▶ **Data listing**:
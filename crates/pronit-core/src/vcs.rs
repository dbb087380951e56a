//! Git invocations for the initial commit and push.
//!
//! Each step is its own child process, run inside the project directory and
//! checked before the next one starts. A failed step stops the sequence;
//! nothing done by earlier steps is undone.

use crate::error::{PronitError, Result};
use std::fmt;
use std::path::{Path, PathBuf};
use std::process::Command;

#[derive(Debug, Clone, Copy, PartialEq, Eq)]
pub enum VcsStep {
    Init,
    AddRemote,
    Stage,
    Commit,
    DefaultBranch,
    Push,
}

impl VcsStep {
    pub fn failure_message(&self) -> &'static str {
        match self {
            VcsStep::Init => "Failed to initialize local repository",
            VcsStep::AddRemote => "Failed to add remote",
            VcsStep::Stage => "Failed to add files",
            VcsStep::Commit => "Failed to commit files",
            VcsStep::DefaultBranch => "Failed to get default branch from config",
            VcsStep::Push => "Failed to push files to remote",
        }
    }
}

impl fmt::Display for VcsStep {
    fn fmt(&self, f: &mut fmt::Formatter<'_>) -> fmt::Result {
        let s = match self {
            VcsStep::Init => "init",
            VcsStep::AddRemote => "remote add",
            VcsStep::Stage => "add",
            VcsStep::Commit => "commit",
            VcsStep::DefaultBranch => "config",
            VcsStep::Push => "push",
        };
        f.write_str(s)
    }
}

/// Captured result of one git invocation.
#[derive(Debug, Clone, Default)]
pub struct GitOutput {
    pub success: bool,
    pub stdout: String,
    pub stderr: String,
}

impl GitOutput {
    /// Text worth showing when the step failed: stderr, or stdout if git
    /// wrote nothing to stderr.
    pub fn diagnostics(&self) -> String {
        let stderr = self.stderr.trim();
        if stderr.is_empty() {
            self.stdout.trim().to_string()
        } else {
            stderr.to_string()
        }
    }
}

/// Runs git with the given arguments in `dir`.
pub trait GitRunner {
    fn run(&self, dir: &Path, args: &[&str]) -> std::io::Result<GitOutput>;
}

/// The git executable found on `PATH`.
#[derive(Debug, Clone)]
pub struct SystemGit {
    program: PathBuf,
}

impl SystemGit {
    pub fn new() -> Self {
        let program = which::which("git").unwrap_or_else(|_| PathBuf::from("git"));
        Self { program }
    }
}

impl Default for SystemGit {
    fn default() -> Self {
        Self::new()
    }
}

impl GitRunner for SystemGit {
    fn run(&self, dir: &Path, args: &[&str]) -> std::io::Result<GitOutput> {
        let output = Command::new(&self.program)
            .args(args)
            .current_dir(dir)
            .output()?;
        Ok(GitOutput {
            success: output.status.success(),
            stdout: String::from_utf8_lossy(&output.stdout).into_owned(),
            stderr: String::from_utf8_lossy(&output.stderr).into_owned(),
        })
    }
}

/// The six-step publish sequence for one project directory.
pub struct VcsDriver<'a> {
    runner: &'a dyn GitRunner,
    dir: PathBuf,
}

impl<'a> VcsDriver<'a> {
    pub fn new(runner: &'a dyn GitRunner, dir: &Path) -> Self {
        Self {
            runner,
            dir: dir.to_path_buf(),
        }
    }

    fn step(&self, step: VcsStep, args: &[&str]) -> Result<GitOutput> {
        tracing::debug!(%step, ?args, dir = %self.dir.display(), "running git");
        let output = self
            .runner
            .run(&self.dir, args)
            .map_err(|e| PronitError::Vcs {
                step,
                diagnostics: format!("could not run git: {e}"),
            })?;
        if !output.success {
            return Err(PronitError::Vcs {
                step,
                diagnostics: output.diagnostics(),
            });
        }
        Ok(output)
    }

    pub fn init(&self) -> Result<()> {
        self.step(VcsStep::Init, &["init", "-q"]).map(|_| ())
    }

    pub fn add_remote(&self, url: &str) -> Result<()> {
        self.step(VcsStep::AddRemote, &["remote", "add", "origin", url])
            .map(|_| ())
    }

    pub fn stage_all(&self) -> Result<()> {
        self.step(VcsStep::Stage, &["add", "."]).map(|_| ())
    }

    pub fn commit(&self, message: &str) -> Result<()> {
        self.step(VcsStep::Commit, &["commit", "-m", message, "-q"])
            .map(|_| ())
    }

    /// The configured `init.defaultBranch`, or `fallback` when it is unset or
    /// can't be read.
    pub fn default_branch(&self, fallback: &str) -> String {
        match self.step(
            VcsStep::DefaultBranch,
            &["config", "--get", "init.defaultBranch"],
        ) {
            Ok(output) => {
                let branch = output.stdout.trim();
                if branch.is_empty() {
                    tracing::debug!(%fallback, "init.defaultBranch is empty; using fallback");
                    fallback.to_string()
                } else {
                    branch.to_string()
                }
            }
            Err(e) => {
                tracing::debug!(error = %e, %fallback, "init.defaultBranch not set; using fallback");
                fallback.to_string()
            }
        }
    }

    pub fn push(&self, branch: &str) -> Result<()> {
        self.step(VcsStep::Push, &["push", "-u", "origin", branch, "-q"])
            .map(|_| ())
    }

    /// Init, add the remote, commit everything and push. Returns the branch
    /// that was pushed.
    pub fn publish(&self, remote_url: &str, message: &str, fallback_branch: &str) -> Result<String> {
        self.init()?;
        self.add_remote(remote_url)?;
        self.stage_all()?;
        self.commit(message)?;
        let branch = self.default_branch(fallback_branch);
        self.push(&branch)?;
        tracing::info!(%branch, "pushed to origin");
        Ok(branch)
    }
}

#[cfg(test)]
mod tests {
    use super::*;
    use crate::testing::FakeGit;
    use tempfile::TempDir;

    #[test]
    fn publish_runs_all_steps_in_order() {
        let git = FakeGit::new().with_default_branch("main");
        let dir = TempDir::new().unwrap();
        let branch = VcsDriver::new(&git, dir.path())
            .publish("https://github.com/octocat/demo.git", "Initial commit", "master")
            .unwrap();

        assert_eq!(branch, "main");
        assert_eq!(
            git.calls(),
            vec![
                "init -q",
                "remote add origin https://github.com/octocat/demo.git",
                "add .",
                "commit -m Initial commit -q",
                "config --get init.defaultBranch",
                "push -u origin main -q",
            ]
        );
    }

    #[test]
    fn branch_query_failure_falls_back() {
        let git = FakeGit::new();
        let dir = TempDir::new().unwrap();
        let branch = VcsDriver::new(&git, dir.path())
            .publish("url", "msg", "master")
            .unwrap();
        assert_eq!(branch, "master");
        assert_eq!(git.calls().last().unwrap(), "push -u origin master -q");
    }

    #[test]
    fn branch_output_is_trimmed() {
        let git = FakeGit::new().with_default_branch("trunk\n");
        let dir = TempDir::new().unwrap();
        assert_eq!(VcsDriver::new(&git, dir.path()).default_branch("master"), "trunk");
    }

    #[test]
    fn first_failure_stops_the_sequence() {
        let git = FakeGit::new().failing("commit", "nothing to commit");
        let dir = TempDir::new().unwrap();
        let err = VcsDriver::new(&git, dir.path())
            .publish("url", "msg", "master")
            .unwrap_err();

        match err {
            PronitError::Vcs { step, diagnostics } => {
                assert_eq!(step, VcsStep::Commit);
                assert_eq!(diagnostics, "nothing to commit");
            }
            other => panic!("unexpected error: {other:?}"),
        }
        assert_eq!(git.calls().len(), 4);
    }

    #[test]
    fn push_failure_reports_step_message() {
        let git = FakeGit::new().failing("push", "remote: Repository not found.");
        let dir = TempDir::new().unwrap();
        let err = VcsDriver::new(&git, dir.path())
            .publish("url", "msg", "master")
            .unwrap_err();
        let msg = err.to_string();
        assert!(msg.starts_with("Failed to push files to remote"));
        assert!(msg.contains("Repository not found"));
    }

    #[test]
    fn diagnostics_fall_back_to_stdout() {
        let out = GitOutput {
            success: false,
            stdout: "nothing added to commit\n".into(),
            stderr: "  ".into(),
        };
        assert_eq!(out.diagnostics(), "nothing added to commit");
    }

    #[test]
    fn system_git_initializes_repository() {
        if which::which("git").is_err() {
            return;
        }
        let dir = TempDir::new().unwrap();
        let git = SystemGit::new();
        let driver = VcsDriver::new(&git, dir.path());
        driver.init().unwrap();
        assert!(dir.path().join(".git").is_dir());
        assert!(!driver.default_branch("master").is_empty());
    }
}
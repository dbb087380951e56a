use crate::error::{PronitError, Result};

/// How many times an interactive question may be re-asked before giving up.
#[derive(Debug, Clone, Copy, Default, PartialEq, Eq)]
pub struct RetryPolicy {
    max_attempts: Option<u32>,
}

impl RetryPolicy {
    pub fn new(max_attempts: Option<u32>) -> Self {
        Self { max_attempts }
    }

    pub fn unbounded() -> Self {
        Self { max_attempts: None }
    }

    pub fn bounded(max_attempts: u32) -> Self {
        Self {
            max_attempts: Some(max_attempts),
        }
    }

    pub fn is_unbounded(&self) -> bool {
        self.max_attempts.is_none()
    }

    /// Start counting attempts for one question.
    pub fn start(&self, what: &str) -> Attempts {
        Attempts {
            policy: *self,
            what: what.to_string(),
            used: 0,
        }
    }
}

/// Attempt counter handed out by [`RetryPolicy::start`].
#[derive(Debug)]
pub struct Attempts {
    policy: RetryPolicy,
    what: String,
    used: u32,
}

impl Attempts {
    /// Record one more attempt. Fails once the policy's bound is exceeded.
    pub fn attempt(&mut self) -> Result<u32> {
        if let Some(max) = self.policy.max_attempts {
            if self.used >= max {
                return Err(PronitError::AttemptsExhausted {
                    what: self.what.clone(),
                    attempts: max,
                });
            }
        }
        self.used += 1;
        Ok(self.used)
    }

    pub fn used(&self) -> u32 {
        self.used
    }
}

#[cfg(test)]
mod tests {
    use super::*;

    #[test]
    fn bounded_policy_stops_after_max() {
        let mut attempts = RetryPolicy::bounded(2).start("token");
        assert_eq!(attempts.attempt().unwrap(), 1);
        assert_eq!(attempts.attempt().unwrap(), 2);
        let err = attempts.attempt().unwrap_err();
        assert!(matches!(
            err,
            PronitError::AttemptsExhausted { attempts: 2, .. }
        ));
    }

    #[test]
    fn unbounded_policy_keeps_going() {
        let mut attempts = RetryPolicy::unbounded().start("name");
        for _ in 0..1000 {
            attempts.attempt().unwrap();
        }
        assert_eq!(attempts.used(), 1000);
    }
}
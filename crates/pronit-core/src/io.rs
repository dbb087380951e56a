use crate::error::Result;
use std::io::Write;
use std::path::Path;
use tempfile::NamedTempFile;

/// Atomically write `data` to `path` using a tempfile in the same directory.
/// A crash mid-write leaves the previous file intact.
pub fn atomic_write(path: &Path, data: &[u8]) -> Result<()> {
    if let Some(parent) = path.parent() {
        std::fs::create_dir_all(parent)?;
    }
    let dir = path.parent().unwrap_or(Path::new("."));
    let mut tmp = NamedTempFile::new_in(dir)?;
    tmp.write_all(data)?;
    tmp.persist(path).map_err(|e| e.error)?;
    Ok(())
}

/// Append a block of text to a file, creating it if it doesn't exist.
///
/// When the file already has content, a blank line separates the old content
/// from the new block. The file always ends with a newline afterwards.
pub fn append_block(path: &Path, text: &str) -> Result<()> {
    let existing = if path.exists() {
        std::fs::read_to_string(path)?
    } else {
        String::new()
    };
    let sep = if existing.is_empty() || existing.ends_with("\n\n") {
        ""
    } else if existing.ends_with('\n') {
        "\n"
    } else {
        "\n\n"
    };
    let mut f = std::fs::OpenOptions::new()
        .create(true)
        .append(true)
        .open(path)?;
    f.write_all(sep.as_bytes())?;
    f.write_all(text.as_bytes())?;
    if !text.ends_with('\n') {
        f.write_all(b"\n")?;
    }
    Ok(())
}
fn draw_trade_results(f: &mut Frame, area: Rect, outcome: &TradeOutcome) {
    let messages = outcome.message_lines();
    let [message_area, cards_area, table_area, blurb_area] = Layout::vertical([
        Constraint::Length(messages.len() as u16 + 2),
        Constraint::Length(4),
        Constraint::Length(6),
        Constraint::Fill(1),
    ])
    .areas(area);

    let severity_color = match outcome.severity() {
        Severity::Warning => Color::Yellow,
        Severity::Success => Color::Green,
    };
    let message_lines: Vec<Line> = messages
        .into_iter()
        .map(|m| Line::styled(m, Style::default().fg(severity_color)))
        .collect();
    f.render_widget(
        Paragraph::new(message_lines)
            .block(default_border(severity_color).title(" Projected Impact "))
            .wrap(Wrap { trim: true }),
        message_area,
    );

    let deltas = outcome.deltas();
    let cards: [Rect; 3] = Layout::horizontal([Constraint::Ratio(1, 3); 3]).areas(cards_area);
    for ((title, value, delta), card) in [
        ("Projected Points", outcome.projected.points, deltas.points),
        ("Projected Assists", outcome.projected.assists, deltas.assists),
        ("Projected Rebounds", outcome.projected.rebounds, deltas.rebounds),
    ]
    .into_iter()
    .zip(cards)
    {
        let delta_color = if delta < 0.0 { Color::Red } else { Color::Green };
        let lines = vec![
            Line::styled(format!("{value:.1}"), Style::default().add_modifier(Modifier::BOLD)),
            Line::styled(format!("{delta:+.1}"), Style::default().fg(delta_color)),
        ];
        f.render_widget(
            Paragraph::new(lines)
                .alignment(Alignment::Center)
                .block(default_border(Color::DarkGray).title(format!(" {title} "))),
            card,
        );
    }

    f.render_widget(breakdown_table(outcome), table_area);

    f.render_widget(
        Paragraph::new(TRADE_BLURB)
            .style(Style::default().fg(Color::DarkGray))
            .wrap(Wrap { trim: true }),
        blurb_area,
    );
}

fn breakdown_table(outcome: &TradeOutcome) -> Table<'static> {
    let columns = [outcome.pre_trade, outcome.age_only, outcome.projected];
    let row = |label: &'static str, pick: fn(&StatLine) -> f64| {
        let mut cells = vec![Cell::from(label)];
        cells.extend(columns.iter().map(|line| Cell::from(format!("{:.1}", pick(line)))));
        Row::new(cells)
    };
    let rows = vec![
        row("Points", |l| l.points),
        row("Assists", |l| l.assists),
        row("Rebounds", |l| l.rebounds),
    ];
    let header = Row::new(["Stat", "Last Season", "Base Projection (Age Only)", "Trade Scenario"])
        .style(Style::default().fg(Color::Gray).add_modifier(Modifier::BOLD));

    Table::new(
        rows,
        [
            Constraint::Length(9),
            Constraint::Length(12),
            Constraint::Length(27),
            Constraint::Fill(1),
        ],
    )
    .header(header)
    .block(default_border(Color::DarkGray).title(" Stat Breakdown "))
}
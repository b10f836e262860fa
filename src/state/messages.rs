use crate::state::network::LoadingState;
use crossterm::event::KeyEvent;
use nba_stats_api::{CareerRecord, SeasonTable};

#[derive(Debug, Clone, PartialEq)]
pub enum NetworkRequest {
    LoadSeason { season: String },
    LoadCareer { player_id: u32 },
}

#[derive(Debug)]
pub enum NetworkResponse {
    LoadingStateChanged { loading_state: LoadingState },
    SeasonLoaded { table: SeasonTable },
    /// The season could not be fetched; the app shows it empty.
    SeasonFailed { season: String, message: String },
    CareerLoaded { career: CareerRecord },
    CareerFailed { player_id: u32, message: String },
}

#[derive(Debug, Clone)]
pub enum UiEvent {
    KeyPressed(KeyEvent),
    Resize,
    AppStarted,
}
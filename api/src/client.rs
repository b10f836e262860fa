use crate::stats::{ResultSet, Row, StatsResponse};
use crate::{CareerRecord, CareerSeason, PlayerSeasonRecord, SeasonTable, free_throw_rate};
use reqwest::Client;
use reqwest::header::{ACCEPT, HeaderMap, HeaderValue, ORIGIN, REFERER};
use std::collections::HashMap;
use std::fmt;
use std::time::Duration;

pub type ApiResult<T> = Result<T, ApiError>;

pub const STATS_NBA_BASE: &str = "https://stats.nba.com/stats";

/// stats.nba.com is slow under load; anything shorter times out regularly.
const REQUEST_TIMEOUT_SECS: u64 = 30;

const SEASON_TYPE: &str = "Regular Season";

/// Client for the public stats.nba.com endpoints.
#[derive(Debug, Clone)]
pub struct NbaStatsApi {
    client: Client,
    base_url: String,
    timeout: Duration,
}

impl Default for NbaStatsApi {
    fn default() -> Self {
        Self::with_base_url(STATS_NBA_BASE)
    }
}

#[derive(Debug)]
pub enum ApiError {
    Network(reqwest::Error, String),
    Api(reqwest::Error, String),
    Parsing(reqwest::Error, String),
    NotFound(String),
}

impl fmt::Display for ApiError {
    fn fmt(&self, f: &mut fmt::Formatter<'_>) -> fmt::Result {
        match self {
            ApiError::Network(e, url) => write!(f, "Network error for {url}: {e}"),
            ApiError::Api(e, url) => write!(f, "API error for {url}: {e}"),
            ApiError::Parsing(e, url) => write!(f, "Parse error for {url}: {e}"),
            ApiError::NotFound(msg) => write!(f, "Not found: {msg}"),
        }
    }
}

impl std::error::Error for ApiError {}

/// The three `leaguedashplayerstats` views joined into one season table.
#[derive(Debug, Clone, Copy, PartialEq, Eq)]
enum PlayerStatsView {
    PerGame,
    Per36,
    Advanced,
}

impl PlayerStatsView {
    fn measure_type(self) -> &'static str {
        match self {
            PlayerStatsView::PerGame | PlayerStatsView::Per36 => "Base",
            PlayerStatsView::Advanced => "Advanced",
        }
    }

    fn per_mode(self) -> &'static str {
        match self {
            PlayerStatsView::PerGame | PlayerStatsView::Advanced => "PerGame",
            PlayerStatsView::Per36 => "Per36",
        }
    }
}

impl NbaStatsApi {
    pub fn new() -> Self {
        Self::default()
    }

    /// Point the client at another host (a mirror, or a mock server in tests).
    pub fn with_base_url(base_url: impl Into<String>) -> Self {
        Self {
            client: Client::builder()
                .user_agent(
                    "Mozilla/5.0 (X11; Linux x86_64) AppleWebKit/537.36 (KHTML, like Gecko) courtside/0.1",
                )
                .default_headers(default_headers())
                .build()
                .unwrap_or_default(),
            base_url: base_url.into().trim_end_matches('/').to_owned(),
            timeout: Duration::from_secs(REQUEST_TIMEOUT_SECS),
        }
    }

    pub fn base_url(&self) -> &str {
        &self.base_url
    }

    /// Fetch per-game, per-36 and advanced player stats for `season`
    /// (`"2023-24"`) and join them on player id.
    ///
    /// Players missing from either the per-36 or the advanced table are
    /// dropped, so every returned record is complete.
    pub async fn fetch_season_table(&self, season: &str) -> ApiResult<SeasonTable> {
        let per_game = self.fetch_player_stats(season, PlayerStatsView::PerGame).await?;
        let per36 = self.fetch_player_stats(season, PlayerStatsView::Per36).await?;
        let advanced = self.fetch_player_stats(season, PlayerStatsView::Advanced).await?;

        Ok(SeasonTable {
            season: season.to_owned(),
            players: join_season_tables(&per_game, &per36, &advanced),
        })
    }

    /// Fetch a player's regular season career totals, one row per season
    /// (and per team, for seasons split by a trade).
    pub async fn fetch_career(&self, player_id: u32) -> ApiResult<CareerRecord> {
        let params = [
            ("LeagueID", "00".to_owned()),
            ("PerMode", "Totals".to_owned()),
            ("PlayerID", player_id.to_string()),
        ];
        let raw: StatsResponse = self.get("playercareerstats", &params).await?;
        let set = raw
            .named("SeasonTotalsRegularSeason")
            .or_else(|| raw.primary())
            .ok_or_else(|| ApiError::NotFound(format!("no career table for player {player_id}")))?;
        Ok(map_career(player_id, set))
    }

    async fn fetch_player_stats(&self, season: &str, view: PlayerStatsView) -> ApiResult<ResultSet> {
        let params = player_stats_params(season, view);
        let raw: StatsResponse = self.get("leaguedashplayerstats", &params).await?;
        raw.result_sets
            .into_iter()
            .next()
            .ok_or_else(|| ApiError::NotFound(format!("no player stats returned for {season}")))
    }

    async fn get<T: serde::de::DeserializeOwned>(
        &self,
        endpoint: &str,
        params: &[(&str, String)],
    ) -> ApiResult<T> {
        let url = format!("{}/{endpoint}", self.base_url);
        let response = self
            .client
            .get(&url)
            .query(params)
            .timeout(self.timeout)
            .send()
            .await
            .map_err(|e| ApiError::Network(e, url.clone()))?;

        match response.error_for_status() {
            Ok(res) => res
                .json::<T>()
                .await
                .map_err(|e| ApiError::Parsing(e, url)),
            Err(e) => Err(ApiError::Api(e, url)),
        }
    }
}

/// stats.nba.com rejects or stalls requests that don't look like they came
/// from nba.com.
fn default_headers() -> HeaderMap {
    let mut headers = HeaderMap::new();
    headers.insert(ACCEPT, HeaderValue::from_static("application/json, text/plain, */*"));
    headers.insert(REFERER, HeaderValue::from_static("https://www.nba.com/"));
    headers.insert(ORIGIN, HeaderValue::from_static("https://www.nba.com"));
    headers.insert("x-nba-stats-origin", HeaderValue::from_static("stats"));
    headers.insert("x-nba-stats-token", HeaderValue::from_static("true"));
    headers
}

/// The endpoint insists on every filter being present, even when unused.
fn player_stats_params(season: &str, view: PlayerStatsView) -> Vec<(&'static str, String)> {
    let fixed = [
        ("College", ""),
        ("Conference", ""),
        ("Country", ""),
        ("DateFrom", ""),
        ("DateTo", ""),
        ("Division", ""),
        ("DraftPick", ""),
        ("DraftYear", ""),
        ("GameScope", ""),
        ("GameSegment", ""),
        ("Height", ""),
        ("LastNGames", "0"),
        ("LeagueID", "00"),
        ("Location", ""),
        ("Month", "0"),
        ("OpponentTeamID", "0"),
        ("Outcome", ""),
        ("PORound", "0"),
        ("PaceAdjust", "N"),
        ("Period", "0"),
        ("PlayerExperience", ""),
        ("PlayerPosition", ""),
        ("PlusMinus", "N"),
        ("Rank", "N"),
        ("SeasonSegment", ""),
        ("ShotClockRange", ""),
        ("StarterBench", ""),
        ("TeamID", "0"),
        ("TwoWay", "0"),
        ("VsConference", ""),
        ("VsDivision", ""),
        ("Weight", ""),
    ];

    let mut params: Vec<(&'static str, String)> = fixed
        .iter()
        .map(|(k, v)| (*k, (*v).to_owned()))
        .collect();
    params.push(("MeasureType", view.measure_type().to_owned()));
    params.push(("PerMode", view.per_mode().to_owned()));
    params.push(("Season", season.to_owned()));
    params.push(("SeasonType", SEASON_TYPE.to_owned()));
    params
}

// ---------------------------------------------------------------------------
// Mapping: stats.nba.com result sets → clean domain types
// ---------------------------------------------------------------------------

/// Inner join of the three player tables on `PLAYER_ID`, keeping the
/// per-game table's row order, then derive the free throw rate.
fn join_season_tables(
    per_game: &ResultSet,
    per36: &ResultSet,
    advanced: &ResultSet,
) -> Vec<PlayerSeasonRecord> {
    let per36_by_id: HashMap<u32, Row<'_>> =
        per36.rows().map(|row| (row.u32("PLAYER_ID"), row)).collect();
    let advanced_by_id: HashMap<u32, Row<'_>> =
        advanced.rows().map(|row| (row.u32("PLAYER_ID"), row)).collect();

    per_game
        .rows()
        .filter_map(|row| {
            let player_id = row.u32("PLAYER_ID");
            let p36 = per36_by_id.get(&player_id)?;
            let adv = advanced_by_id.get(&player_id)?;
            Some(map_player(row, p36, adv))
        })
        .collect()
}

fn map_player(row: Row<'_>, per36: &Row<'_>, advanced: &Row<'_>) -> PlayerSeasonRecord {
    let fga = row.f64("FGA");
    let fta = row.f64("FTA");
    PlayerSeasonRecord {
        player_id: row.u32("PLAYER_ID"),
        player_name: row.string("PLAYER_NAME"),
        team_id: row.u32("TEAM_ID"),
        team_abbreviation: row.string("TEAM_ABBREVIATION"),
        age: row.f64("AGE"),
        games_played: row.u32("GP"),
        minutes: row.f64("MIN"),
        points: row.f64("PTS"),
        assists: row.f64("AST"),
        rebounds: row.f64("REB"),
        fgm: row.f64("FGM"),
        fga,
        fta,
        steals: row.f64("STL"),
        blocks: row.f64("BLK"),
        fg3_pct: row.f64("FG3_PCT"),
        points_per36: per36.f64("PTS"),
        steals_per36: per36.f64("STL"),
        blocks_per36: per36.f64("BLK"),
        ts_pct: advanced.f64("TS_PCT"),
        efg_pct: advanced.f64("EFG_PCT"),
        ast_pct: advanced.f64("AST_PCT"),
        oreb_pct: advanced.f64("OREB_PCT"),
        dreb_pct: advanced.f64("DREB_PCT"),
        ft_rate: free_throw_rate(fta, fga),
    }
}

fn map_career(player_id: u32, set: &ResultSet) -> CareerRecord {
    let seasons = set
        .rows()
        .map(|row| {
            CareerSeason::from_totals(
                row.string("SEASON_ID"),
                row.string("TEAM_ABBREVIATION"),
                row.f64("PLAYER_AGE"),
                row.u32("GP"),
                row.f64("PTS"),
                row.f64("AST"),
                row.f64("REB"),
            )
        })
        .collect();
    CareerRecord { player_id, seasons }
}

▶ **The problem**:
Looking at the material above, state the number of lines holding the word "AddRemote", and only that number.

▶ **Solution for this problem**:
4